### Try it
Please report each line in the material below that includes "drafts".

○ ○ ○ ○ ○

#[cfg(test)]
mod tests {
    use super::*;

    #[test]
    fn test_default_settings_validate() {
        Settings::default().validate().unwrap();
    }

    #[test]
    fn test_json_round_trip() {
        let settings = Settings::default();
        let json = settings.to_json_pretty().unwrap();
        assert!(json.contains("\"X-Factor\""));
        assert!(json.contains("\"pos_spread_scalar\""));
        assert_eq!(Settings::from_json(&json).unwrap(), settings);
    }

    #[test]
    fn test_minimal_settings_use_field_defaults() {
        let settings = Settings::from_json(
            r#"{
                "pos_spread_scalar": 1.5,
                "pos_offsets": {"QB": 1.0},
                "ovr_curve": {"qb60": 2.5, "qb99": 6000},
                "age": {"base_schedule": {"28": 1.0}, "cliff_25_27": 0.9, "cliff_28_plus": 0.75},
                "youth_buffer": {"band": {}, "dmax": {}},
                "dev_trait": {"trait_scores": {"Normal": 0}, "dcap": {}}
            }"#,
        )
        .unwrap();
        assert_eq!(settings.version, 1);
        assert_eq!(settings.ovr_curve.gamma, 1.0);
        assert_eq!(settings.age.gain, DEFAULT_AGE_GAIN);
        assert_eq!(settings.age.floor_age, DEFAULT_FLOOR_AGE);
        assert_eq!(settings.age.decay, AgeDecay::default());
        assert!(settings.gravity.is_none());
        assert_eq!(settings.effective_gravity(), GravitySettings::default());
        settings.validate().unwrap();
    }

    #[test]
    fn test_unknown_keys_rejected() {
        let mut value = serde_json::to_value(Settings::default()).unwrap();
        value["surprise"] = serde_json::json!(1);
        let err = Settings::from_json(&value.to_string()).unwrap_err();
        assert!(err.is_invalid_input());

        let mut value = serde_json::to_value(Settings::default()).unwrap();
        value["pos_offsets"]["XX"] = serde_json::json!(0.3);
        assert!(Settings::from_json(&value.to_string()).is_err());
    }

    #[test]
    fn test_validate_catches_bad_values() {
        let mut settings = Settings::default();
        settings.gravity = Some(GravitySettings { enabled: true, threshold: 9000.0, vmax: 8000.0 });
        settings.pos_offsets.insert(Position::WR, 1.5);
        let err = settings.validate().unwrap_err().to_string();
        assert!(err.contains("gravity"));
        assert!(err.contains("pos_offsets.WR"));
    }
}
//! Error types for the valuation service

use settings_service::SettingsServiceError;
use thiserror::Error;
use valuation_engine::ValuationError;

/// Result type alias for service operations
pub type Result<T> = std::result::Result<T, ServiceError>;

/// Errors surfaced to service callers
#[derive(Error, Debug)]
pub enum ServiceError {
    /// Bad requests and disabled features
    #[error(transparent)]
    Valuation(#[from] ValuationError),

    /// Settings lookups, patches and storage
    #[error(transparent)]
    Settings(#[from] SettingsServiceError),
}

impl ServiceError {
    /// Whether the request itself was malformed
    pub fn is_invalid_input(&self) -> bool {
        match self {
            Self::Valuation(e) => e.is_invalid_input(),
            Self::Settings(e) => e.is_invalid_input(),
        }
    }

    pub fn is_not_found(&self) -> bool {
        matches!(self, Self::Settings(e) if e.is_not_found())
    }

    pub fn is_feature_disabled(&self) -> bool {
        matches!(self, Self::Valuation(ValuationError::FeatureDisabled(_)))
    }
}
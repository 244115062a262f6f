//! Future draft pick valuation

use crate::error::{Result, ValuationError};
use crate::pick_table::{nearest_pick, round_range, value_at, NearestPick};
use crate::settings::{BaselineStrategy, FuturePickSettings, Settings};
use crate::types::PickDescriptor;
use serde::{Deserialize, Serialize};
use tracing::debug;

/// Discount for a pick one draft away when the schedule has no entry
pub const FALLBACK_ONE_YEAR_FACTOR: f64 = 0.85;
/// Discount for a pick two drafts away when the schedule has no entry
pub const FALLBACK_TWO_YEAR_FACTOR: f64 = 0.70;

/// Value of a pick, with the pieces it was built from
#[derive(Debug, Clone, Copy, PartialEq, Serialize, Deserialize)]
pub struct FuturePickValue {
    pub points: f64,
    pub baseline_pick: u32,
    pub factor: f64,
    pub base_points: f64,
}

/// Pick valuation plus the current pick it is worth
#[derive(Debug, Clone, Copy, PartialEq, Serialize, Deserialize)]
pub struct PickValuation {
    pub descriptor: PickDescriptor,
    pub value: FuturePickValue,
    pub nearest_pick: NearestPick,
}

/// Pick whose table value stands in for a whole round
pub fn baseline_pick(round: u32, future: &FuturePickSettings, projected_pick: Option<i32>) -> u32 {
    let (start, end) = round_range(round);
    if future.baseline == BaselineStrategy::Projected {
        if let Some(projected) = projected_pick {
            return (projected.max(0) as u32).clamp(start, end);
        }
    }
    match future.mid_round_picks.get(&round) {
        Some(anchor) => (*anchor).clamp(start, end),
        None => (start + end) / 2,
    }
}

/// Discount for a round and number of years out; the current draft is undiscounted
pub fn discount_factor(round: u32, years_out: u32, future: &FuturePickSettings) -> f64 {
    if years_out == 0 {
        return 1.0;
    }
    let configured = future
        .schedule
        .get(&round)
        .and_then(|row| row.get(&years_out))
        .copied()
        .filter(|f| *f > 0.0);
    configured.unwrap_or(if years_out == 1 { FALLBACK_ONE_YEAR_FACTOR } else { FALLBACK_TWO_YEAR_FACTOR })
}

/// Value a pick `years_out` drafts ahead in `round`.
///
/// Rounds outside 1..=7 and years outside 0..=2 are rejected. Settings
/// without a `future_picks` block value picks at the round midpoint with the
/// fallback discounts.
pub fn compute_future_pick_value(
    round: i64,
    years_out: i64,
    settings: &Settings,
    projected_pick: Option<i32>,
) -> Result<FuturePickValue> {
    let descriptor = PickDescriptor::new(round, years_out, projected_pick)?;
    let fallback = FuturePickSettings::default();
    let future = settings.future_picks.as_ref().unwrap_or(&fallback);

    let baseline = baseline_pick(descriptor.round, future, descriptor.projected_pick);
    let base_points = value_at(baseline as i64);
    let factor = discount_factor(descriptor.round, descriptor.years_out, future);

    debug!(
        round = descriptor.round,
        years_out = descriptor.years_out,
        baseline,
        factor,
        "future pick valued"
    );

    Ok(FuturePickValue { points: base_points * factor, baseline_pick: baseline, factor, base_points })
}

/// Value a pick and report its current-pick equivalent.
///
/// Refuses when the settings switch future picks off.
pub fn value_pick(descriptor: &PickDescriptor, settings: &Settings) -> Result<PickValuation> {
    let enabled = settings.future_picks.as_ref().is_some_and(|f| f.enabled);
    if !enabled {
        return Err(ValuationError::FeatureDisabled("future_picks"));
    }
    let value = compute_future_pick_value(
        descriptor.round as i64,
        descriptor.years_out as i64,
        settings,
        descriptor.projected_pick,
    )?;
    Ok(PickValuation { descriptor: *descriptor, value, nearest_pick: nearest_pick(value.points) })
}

○ ○ ○ ○ ○

### Exercise result
/// Discount for a pick two drafts away when the schedule has no entry
/// Value a pick `years_out` drafts ahead in `round`.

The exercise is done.